*** Task material ***
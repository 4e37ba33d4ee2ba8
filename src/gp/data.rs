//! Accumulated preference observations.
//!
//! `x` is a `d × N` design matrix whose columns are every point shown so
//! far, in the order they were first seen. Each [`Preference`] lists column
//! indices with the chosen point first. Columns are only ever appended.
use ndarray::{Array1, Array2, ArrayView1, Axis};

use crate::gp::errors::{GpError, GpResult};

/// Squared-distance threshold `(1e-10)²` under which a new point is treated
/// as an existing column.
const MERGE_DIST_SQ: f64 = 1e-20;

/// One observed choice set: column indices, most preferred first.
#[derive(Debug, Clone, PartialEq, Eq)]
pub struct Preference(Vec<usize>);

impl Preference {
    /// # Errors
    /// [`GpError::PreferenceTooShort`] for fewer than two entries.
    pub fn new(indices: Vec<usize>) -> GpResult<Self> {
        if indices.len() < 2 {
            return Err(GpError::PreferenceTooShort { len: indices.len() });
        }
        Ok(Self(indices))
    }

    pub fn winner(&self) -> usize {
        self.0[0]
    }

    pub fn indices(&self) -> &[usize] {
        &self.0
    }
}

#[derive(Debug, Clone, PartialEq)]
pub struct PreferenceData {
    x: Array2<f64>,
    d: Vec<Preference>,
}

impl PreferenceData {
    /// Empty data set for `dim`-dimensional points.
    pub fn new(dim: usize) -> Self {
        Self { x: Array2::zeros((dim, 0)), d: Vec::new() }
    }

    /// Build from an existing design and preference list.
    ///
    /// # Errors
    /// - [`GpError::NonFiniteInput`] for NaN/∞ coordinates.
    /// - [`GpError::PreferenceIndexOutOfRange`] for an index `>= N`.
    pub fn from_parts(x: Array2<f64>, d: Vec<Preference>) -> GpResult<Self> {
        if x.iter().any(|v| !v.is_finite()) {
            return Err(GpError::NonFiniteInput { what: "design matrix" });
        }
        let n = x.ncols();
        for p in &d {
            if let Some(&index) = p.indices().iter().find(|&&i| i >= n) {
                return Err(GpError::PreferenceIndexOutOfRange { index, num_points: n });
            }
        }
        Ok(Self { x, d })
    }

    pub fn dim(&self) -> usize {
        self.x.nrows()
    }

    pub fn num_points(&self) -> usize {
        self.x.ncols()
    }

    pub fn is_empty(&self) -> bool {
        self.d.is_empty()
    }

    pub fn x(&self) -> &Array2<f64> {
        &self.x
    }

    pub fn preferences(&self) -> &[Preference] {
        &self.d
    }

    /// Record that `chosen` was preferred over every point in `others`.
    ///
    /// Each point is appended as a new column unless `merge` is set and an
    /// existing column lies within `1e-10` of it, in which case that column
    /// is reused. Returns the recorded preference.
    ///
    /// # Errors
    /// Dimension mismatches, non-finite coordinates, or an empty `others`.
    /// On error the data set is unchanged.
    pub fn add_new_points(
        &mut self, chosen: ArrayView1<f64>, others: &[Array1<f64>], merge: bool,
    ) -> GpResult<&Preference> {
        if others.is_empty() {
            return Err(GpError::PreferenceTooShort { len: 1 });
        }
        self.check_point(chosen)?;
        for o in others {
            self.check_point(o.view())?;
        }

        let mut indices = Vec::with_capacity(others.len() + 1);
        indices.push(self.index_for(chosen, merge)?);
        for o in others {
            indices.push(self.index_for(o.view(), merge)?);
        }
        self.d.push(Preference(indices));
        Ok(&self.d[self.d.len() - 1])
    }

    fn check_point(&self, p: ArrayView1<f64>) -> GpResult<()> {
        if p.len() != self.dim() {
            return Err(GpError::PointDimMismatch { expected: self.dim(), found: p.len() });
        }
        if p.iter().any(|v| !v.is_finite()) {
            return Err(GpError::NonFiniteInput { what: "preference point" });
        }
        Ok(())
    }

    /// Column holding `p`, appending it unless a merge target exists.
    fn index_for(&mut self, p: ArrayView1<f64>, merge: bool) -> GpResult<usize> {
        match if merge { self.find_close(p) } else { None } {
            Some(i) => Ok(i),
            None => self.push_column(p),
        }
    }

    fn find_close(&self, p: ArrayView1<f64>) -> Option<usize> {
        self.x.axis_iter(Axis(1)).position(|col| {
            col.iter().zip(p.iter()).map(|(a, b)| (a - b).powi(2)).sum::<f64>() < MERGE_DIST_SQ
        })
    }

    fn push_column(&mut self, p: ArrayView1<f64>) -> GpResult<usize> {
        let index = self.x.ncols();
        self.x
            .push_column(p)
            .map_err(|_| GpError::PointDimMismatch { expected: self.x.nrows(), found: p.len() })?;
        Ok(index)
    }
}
*** End of Task material ***
*** Task material ***
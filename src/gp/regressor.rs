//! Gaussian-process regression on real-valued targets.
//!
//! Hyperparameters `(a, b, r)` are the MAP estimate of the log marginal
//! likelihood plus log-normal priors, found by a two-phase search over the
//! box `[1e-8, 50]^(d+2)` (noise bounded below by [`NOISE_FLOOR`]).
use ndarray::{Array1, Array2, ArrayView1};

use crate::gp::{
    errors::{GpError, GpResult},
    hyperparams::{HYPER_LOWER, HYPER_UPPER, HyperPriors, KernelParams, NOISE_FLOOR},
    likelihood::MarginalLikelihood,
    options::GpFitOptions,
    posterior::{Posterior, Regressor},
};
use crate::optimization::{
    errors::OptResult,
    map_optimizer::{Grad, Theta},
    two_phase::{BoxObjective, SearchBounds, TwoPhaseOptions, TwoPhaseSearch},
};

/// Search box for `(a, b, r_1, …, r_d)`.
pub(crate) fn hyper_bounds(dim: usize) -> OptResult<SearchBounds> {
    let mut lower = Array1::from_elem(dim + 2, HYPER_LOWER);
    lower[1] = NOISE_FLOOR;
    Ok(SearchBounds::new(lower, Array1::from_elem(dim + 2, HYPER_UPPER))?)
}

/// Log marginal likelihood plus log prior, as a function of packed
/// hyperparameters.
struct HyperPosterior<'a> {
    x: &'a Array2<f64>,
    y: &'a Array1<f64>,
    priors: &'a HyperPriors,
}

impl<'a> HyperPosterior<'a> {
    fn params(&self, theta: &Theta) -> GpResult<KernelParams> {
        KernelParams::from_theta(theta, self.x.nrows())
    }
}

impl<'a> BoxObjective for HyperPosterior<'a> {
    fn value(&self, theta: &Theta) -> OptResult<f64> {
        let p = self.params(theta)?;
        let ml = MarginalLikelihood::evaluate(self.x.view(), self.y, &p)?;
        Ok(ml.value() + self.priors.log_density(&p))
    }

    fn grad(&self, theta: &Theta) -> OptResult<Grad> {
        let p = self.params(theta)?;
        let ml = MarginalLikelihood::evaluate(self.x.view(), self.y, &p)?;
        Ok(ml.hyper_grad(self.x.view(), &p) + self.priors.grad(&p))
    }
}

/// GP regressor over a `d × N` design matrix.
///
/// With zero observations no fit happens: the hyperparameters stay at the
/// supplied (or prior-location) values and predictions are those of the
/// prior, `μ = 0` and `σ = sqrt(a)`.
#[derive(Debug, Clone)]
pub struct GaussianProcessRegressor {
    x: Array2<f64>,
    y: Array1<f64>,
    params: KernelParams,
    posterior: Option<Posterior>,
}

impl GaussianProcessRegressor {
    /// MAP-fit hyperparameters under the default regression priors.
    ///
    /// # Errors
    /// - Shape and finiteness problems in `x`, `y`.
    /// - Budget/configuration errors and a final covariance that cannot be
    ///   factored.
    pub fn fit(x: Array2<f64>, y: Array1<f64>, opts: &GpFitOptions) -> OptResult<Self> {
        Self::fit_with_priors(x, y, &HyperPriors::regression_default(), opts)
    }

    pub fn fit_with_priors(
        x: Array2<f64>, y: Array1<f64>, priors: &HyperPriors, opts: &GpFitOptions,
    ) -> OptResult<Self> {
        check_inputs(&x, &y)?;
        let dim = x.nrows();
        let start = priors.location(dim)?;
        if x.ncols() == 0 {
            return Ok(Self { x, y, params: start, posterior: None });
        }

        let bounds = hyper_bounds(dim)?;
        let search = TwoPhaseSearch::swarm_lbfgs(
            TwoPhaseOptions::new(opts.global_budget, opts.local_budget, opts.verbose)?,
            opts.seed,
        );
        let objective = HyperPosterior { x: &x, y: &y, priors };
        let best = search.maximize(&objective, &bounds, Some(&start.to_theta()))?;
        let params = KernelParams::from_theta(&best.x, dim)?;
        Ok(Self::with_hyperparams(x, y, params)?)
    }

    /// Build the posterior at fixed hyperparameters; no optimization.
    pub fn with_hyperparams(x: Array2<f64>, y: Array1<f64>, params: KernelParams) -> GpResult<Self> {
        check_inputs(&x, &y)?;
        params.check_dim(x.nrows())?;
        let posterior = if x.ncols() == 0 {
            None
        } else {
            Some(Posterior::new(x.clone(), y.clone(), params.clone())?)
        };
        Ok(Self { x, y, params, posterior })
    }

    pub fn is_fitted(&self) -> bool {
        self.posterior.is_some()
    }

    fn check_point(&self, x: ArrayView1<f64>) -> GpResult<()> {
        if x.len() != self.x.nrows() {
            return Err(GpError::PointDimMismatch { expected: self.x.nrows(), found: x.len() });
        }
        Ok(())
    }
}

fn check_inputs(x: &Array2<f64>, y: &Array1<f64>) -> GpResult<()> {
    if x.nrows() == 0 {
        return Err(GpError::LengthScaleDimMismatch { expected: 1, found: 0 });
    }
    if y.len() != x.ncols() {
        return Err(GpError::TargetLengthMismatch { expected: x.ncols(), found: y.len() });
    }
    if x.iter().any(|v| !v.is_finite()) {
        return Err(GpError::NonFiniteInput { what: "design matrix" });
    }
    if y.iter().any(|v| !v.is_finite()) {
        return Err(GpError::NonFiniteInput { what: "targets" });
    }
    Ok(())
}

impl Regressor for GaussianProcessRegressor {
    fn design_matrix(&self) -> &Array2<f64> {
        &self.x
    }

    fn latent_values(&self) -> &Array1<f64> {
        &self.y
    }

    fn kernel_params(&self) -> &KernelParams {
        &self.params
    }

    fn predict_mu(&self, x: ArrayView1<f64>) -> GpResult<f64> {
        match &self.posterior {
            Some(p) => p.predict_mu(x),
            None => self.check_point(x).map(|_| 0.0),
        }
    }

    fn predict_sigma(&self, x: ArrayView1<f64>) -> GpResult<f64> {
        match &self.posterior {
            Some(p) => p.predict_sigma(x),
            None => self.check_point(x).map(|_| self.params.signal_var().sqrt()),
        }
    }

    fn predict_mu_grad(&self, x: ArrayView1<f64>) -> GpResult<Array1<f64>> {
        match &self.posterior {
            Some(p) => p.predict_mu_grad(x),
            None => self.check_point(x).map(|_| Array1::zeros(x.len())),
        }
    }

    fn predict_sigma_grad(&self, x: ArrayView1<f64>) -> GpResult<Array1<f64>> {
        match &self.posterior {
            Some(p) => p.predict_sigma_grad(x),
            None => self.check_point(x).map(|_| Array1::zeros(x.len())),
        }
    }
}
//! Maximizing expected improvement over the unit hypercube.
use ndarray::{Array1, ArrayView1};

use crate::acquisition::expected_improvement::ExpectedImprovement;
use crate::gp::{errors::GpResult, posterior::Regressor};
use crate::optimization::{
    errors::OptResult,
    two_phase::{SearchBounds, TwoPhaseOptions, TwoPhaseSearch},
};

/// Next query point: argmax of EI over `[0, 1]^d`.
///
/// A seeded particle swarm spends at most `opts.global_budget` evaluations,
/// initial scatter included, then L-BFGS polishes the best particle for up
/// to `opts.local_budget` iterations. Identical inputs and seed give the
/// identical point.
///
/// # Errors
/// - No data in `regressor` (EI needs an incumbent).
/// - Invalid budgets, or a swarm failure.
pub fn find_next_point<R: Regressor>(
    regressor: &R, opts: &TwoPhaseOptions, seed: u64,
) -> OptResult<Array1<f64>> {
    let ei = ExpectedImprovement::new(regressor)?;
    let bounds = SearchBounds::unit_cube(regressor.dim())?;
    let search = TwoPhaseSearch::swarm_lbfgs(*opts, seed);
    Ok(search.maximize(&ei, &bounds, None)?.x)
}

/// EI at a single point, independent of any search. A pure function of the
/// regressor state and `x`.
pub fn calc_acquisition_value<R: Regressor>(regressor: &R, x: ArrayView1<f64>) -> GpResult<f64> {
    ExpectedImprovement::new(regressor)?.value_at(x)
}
*** End of Task material ***
Problem to solve — Beginning at the line above that contains "was preferred over", return each line exactly through the line that contains "let mut indices", and no others.

Solution to this exercise —
    /// Record that `chosen` was preferred over every point in `others`.
    ///
    /// Each point is appended as a new column unless `merge` is set and an
    /// existing column lies within `1e-10` of it, in which case that column
    /// is reused. Returns the recorded preference.
    ///
    /// # Errors
    /// Dimension mismatches, non-finite coordinates, or an empty `others`.
    /// On error the data set is unchanged.
    pub fn add_new_points(
        &mut self, chosen: ArrayView1<f64>, others: &[Array1<f64>], merge: bool,
    ) -> GpResult<&Preference> {
        if others.is_empty() {
            return Err(GpError::PreferenceTooShort { len: 1 });
        }
        self.check_point(chosen)?;
        for o in others {
            self.check_point(o.view())?;
        }

        let mut indices = Vec::with_capacity(others.len() + 1);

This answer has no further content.